Tuesday, December 2, 2014

Arithmetic
     In my book "Skin in the Game...Poor Kids and Patriots" I ask whether the All-Volunteer Force (AVF) is working and will work in the future based on fairness, efficiency, and sustainability.  Emerging arithmetic is helping to answer the question.  Major General Allen Batschelet, commander of the US Army Recruiting Command, was quoted in the Army Times, stating "We are finding fewer and fewer people who are qualified to serve" as a result of obesity.  Elevated high school dropout rates and adolescent asthma also reduce the pool of those who qualify.  Today fewer than 3 in 10 Americans in the prime recruiting age group meet the recruiting standards.  By the year 2020 that ratio may fall to 2 of 10.

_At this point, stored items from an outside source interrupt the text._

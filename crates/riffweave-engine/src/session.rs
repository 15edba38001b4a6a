//! Generation controller.
//!
//! A [`Session`] owns the catalogs and all long-lived sampling state: the
//! seeded RNG, the key cycler and one mode scheduler per scheduled
//! archetype. Each [`Session::generate`] call runs up to
//! `max_attempts` attempts of
//! assemble → transpose → snap → correct → validate
//! and either returns a valid phrase or fails with
//! [`GenerateError::AttemptsExhausted`].

use std::collections::BTreeMap;

use rand::Rng;
use rand_pcg::Pcg32;
use riffweave_catalog::{Catalog, CatalogSet};
use riffweave_theory::{note_name, Key, Note};
use serde::Serialize;
use tracing::{debug, info, warn};

use crate::archetype::{
    resolve_substitute, transposition_stages, Archetype, ArchetypeDef, ChainBase, Plan,
    Transposition, DECEPTIVE_SUBSTITUTES,
};
use crate::assemble::{Assembled, Assembler, Lanes};
use crate::config::{GenerationConfig, RegisterBounds};
use crate::cycler::Cycler;
use crate::error::{AttemptFailure, GenerateError};
use crate::post;
use crate::rng::{create_rng, derive_stream_seed};
use crate::scheduler::{FormTag, ModeScheduler};

/// A successfully generated phrase.
#[derive(Debug, Clone, PartialEq, Eq, Serialize)]
pub struct GeneratedPhrase {
    pub archetype: Archetype,
    pub key: Key,
    pub notes: Vec<Note>,
    /// Attempts used, including the successful one.
    pub attempts: u32,
    /// Form used by scheduled archetypes.
    #[serde(skip_serializing_if = "Option::is_none")]
    pub form: Option<FormTag>,
}

impl GeneratedPhrase {
    pub fn len(&self) -> usize {
        self.notes.len()
    }

    pub fn is_empty(&self) -> bool {
        self.notes.is_empty()
    }

    /// Note names spelled in the key's sharp/flat convention.
    pub fn names(&self) -> Vec<String> {
        self.notes.iter().map(|n| note_name(*n, self.key)).collect()
    }
}

/// Long-lived generation state.
pub struct Session {
    catalogs: CatalogSet,
    config: GenerationConfig,
    rng: Pcg32,
    keys: Option<Cycler>,
    schedulers: BTreeMap<Archetype, ModeScheduler>,
    substitutes: Vec<(Key, Key)>,
}

impl Session {
    /// A session over `catalogs`, seeded from `config.seed`.
    pub fn new(catalogs: CatalogSet, config: GenerationConfig) -> Self {
        let rng = create_rng(derive_stream_seed(config.seed, "session"));
        Self {
            catalogs,
            config,
            rng,
            keys: None,
            schedulers: BTreeMap::new(),
            substitutes: DECEPTIVE_SUBSTITUTES.to_vec(),
        }
    }

    /// Replaces the deceptive substitute-key table.
    pub fn with_substitutes(mut self, table: Vec<(Key, Key)>) -> Self {
        self.substitutes = table;
        self
    }

    pub fn config(&self) -> &GenerationConfig {
        &self.config
    }

    pub fn catalogs(&self) -> &CatalogSet {
        &self.catalogs
    }

    /// Generates from string identifiers.
    ///
    /// An unknown archetype or key fails immediately.
    pub fn generate_named(
        &mut self,
        archetype: &str,
        key: Option<&str>,
    ) -> Result<GeneratedPhrase, GenerateError> {
        let archetype: Archetype = archetype.parse()?;
        let key = key
            .map(|k| {
                k.parse::<Key>()
                    .map_err(|_| GenerateError::UnknownKey(k.to_string()))
            })
            .transpose()?;
        self.generate(archetype, key)
    }

    /// Generates one phrase for `archetype`, in `key` or the next key from
    /// the session's key cycler.
    ///
    /// A cycled key is only consumed once the up-front checks (substitute
    /// mapping, required catalogs) pass, so a call that fails immediately
    /// leaves the key round untouched.
    pub fn generate(
        &mut self,
        archetype: Archetype,
        key: Option<Key>,
    ) -> Result<GeneratedPhrase, GenerateError> {
        let def = archetype.def();
        let cycled = key.is_none();
        let key = match key {
            Some(key) => key,
            None => self.peek_key(),
        };

        let substitute = match def.transposition {
            Transposition::Substitute => Some(resolve_substitute(&self.substitutes, key).ok_or(
                GenerateError::MissingSubstituteKey {
                    archetype: archetype.id().to_string(),
                    key,
                },
            )?),
            _ => None,
        };

        for role in archetype.required_roles() {
            self.catalogs.get(role)?;
        }
        self.ensure_scheduler(archetype)?;
        if cycled {
            self.next_key();
        }

        let stages = transposition_stages(def.transposition, key, substitute);
        debug!(%archetype, %key, ?stages, "generation started");

        let Session {
            catalogs,
            config,
            rng,
            schedulers,
            ..
        } = self;
        let catalogs: &CatalogSet = catalogs;
        let pool = def.cadence_pool.map(|role| catalogs.get(role)).transpose()?;
        let mut lanes = Lanes::new();

        for attempt in 1..=config.max_attempts {
            let outcome = run_attempt(
                catalogs,
                rng,
                &mut lanes,
                schedulers.get_mut(&archetype),
                def,
                &stages,
                pool,
                config.register,
            );

            match outcome {
                Ok(Assembled { notes, form }) => {
                    if form.is_some() {
                        if let Some(scheduler) = schedulers.get_mut(&archetype) {
                            scheduler.advance();
                        }
                    }
                    info!(%archetype, %key, attempts = attempt, "phrase generated");
                    return Ok(GeneratedPhrase {
                        archetype,
                        key,
                        notes,
                        attempts: attempt,
                        form,
                    });
                }
                Err(failure) => {
                    debug!(%archetype, %key, attempt, %failure, "attempt failed");
                    if let Some(lane) = def.reset {
                        lanes.reset(lane);
                    }
                }
            }
        }

        warn!(%archetype, %key, attempts = config.max_attempts, "attempt budget exhausted");
        Err(GenerateError::AttemptsExhausted {
            archetype: archetype.id().to_string(),
            key,
            attempts: config.max_attempts,
        })
    }

    fn peek_key(&mut self) -> Key {
        let cycler = self
            .keys
            .get_or_insert_with(|| Cycler::new(Key::ALL.len()));
        cycler
            .peek_index(&mut self.rng)
            .map_or(Key::C, |index| Key::ALL[index])
    }

    fn next_key(&mut self) -> Key {
        let cycler = self
            .keys
            .get_or_insert_with(|| Cycler::new(Key::ALL.len()));
        cycler
            .next_index(&mut self.rng)
            .map_or(Key::C, |index| Key::ALL[index])
    }

    /// Creates the archetype's mode scheduler on first use.
    fn ensure_scheduler(&mut self, archetype: Archetype) -> Result<(), GenerateError> {
        let Plan::Chain {
            base: ChainBase::Scheduled(base),
            ..
        } = archetype.def().plan
        else {
            return Ok(());
        };
        if self.schedulers.contains_key(&archetype) {
            return Ok(());
        }

        let short_len = self.catalogs.get(base.short_role)?.len();
        let long_len = self.catalogs.get(base.long_role)?.len();
        self.schedulers.insert(
            archetype,
            ModeScheduler::new(base.short_role, short_len, base.long_role, long_len),
        );
        Ok(())
    }
}

/// One attempt: assemble, then post-process and validate.
#[allow(clippy::too_many_arguments)]
fn run_attempt<R: Rng + ?Sized>(
    catalogs: &CatalogSet,
    rng: &mut R,
    lanes: &mut Lanes,
    scheduler: Option<&mut ModeScheduler>,
    def: &ArchetypeDef,
    stages: &[i32],
    pool: Option<&Catalog>,
    register: RegisterBounds,
) -> Result<Assembled, AttemptFailure> {
    let assembled = Assembler::new(catalogs, rng, lanes, scheduler).assemble(&def.plan)?;

    let shift: i32 = stages.iter().sum();
    let mut notes = post::transpose(&assembled.notes, stages);
    if let Some(pool) = pool {
        notes = post::snap_cadence(&notes, pool, shift);
    }
    notes = post::correct_register(&notes, register);

    if !def.accepted_lengths.contains(&notes.len()) {
        return Err(AttemptFailure::LengthMismatch {
            expected: def.accepted_lengths,
            actual: notes.len(),
        });
    }
    if let Some(note) = post::first_out_of_range(&notes, register) {
        return Err(AttemptFailure::OutOfRange {
            pitch: note.absolute_pitch(),
            low: register.low,
            high: register.high,
        });
    }

    Ok(Assembled {
        notes,
        form: assembled.form,
    })
}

     The Army alone needs to recruit about 80,000 new people each year.  The other services also have recruiting requirements.  Each year about four million Americans reach the age of eighteen.  The "propensity to serve" in the military (those willing) is about 8% and has declined over the past decade.  Here's where the arithmetic gets interesting.  If 30% of the recruiting pool is able to serve and 8% is willing to serve that means that 2.4% of the pool is both willing AND able to serve; 2.4% of four million is 96,000 available to all the branches of the military.  Demand exceeds supply under current conditions and the AVF is unsustainable.  If either the "propensity to serve" (willing) or those qualified (able) falls, the arithmetic gets worse.
     Now may be a good time to ask if the All-Volunteer Force will work in the future.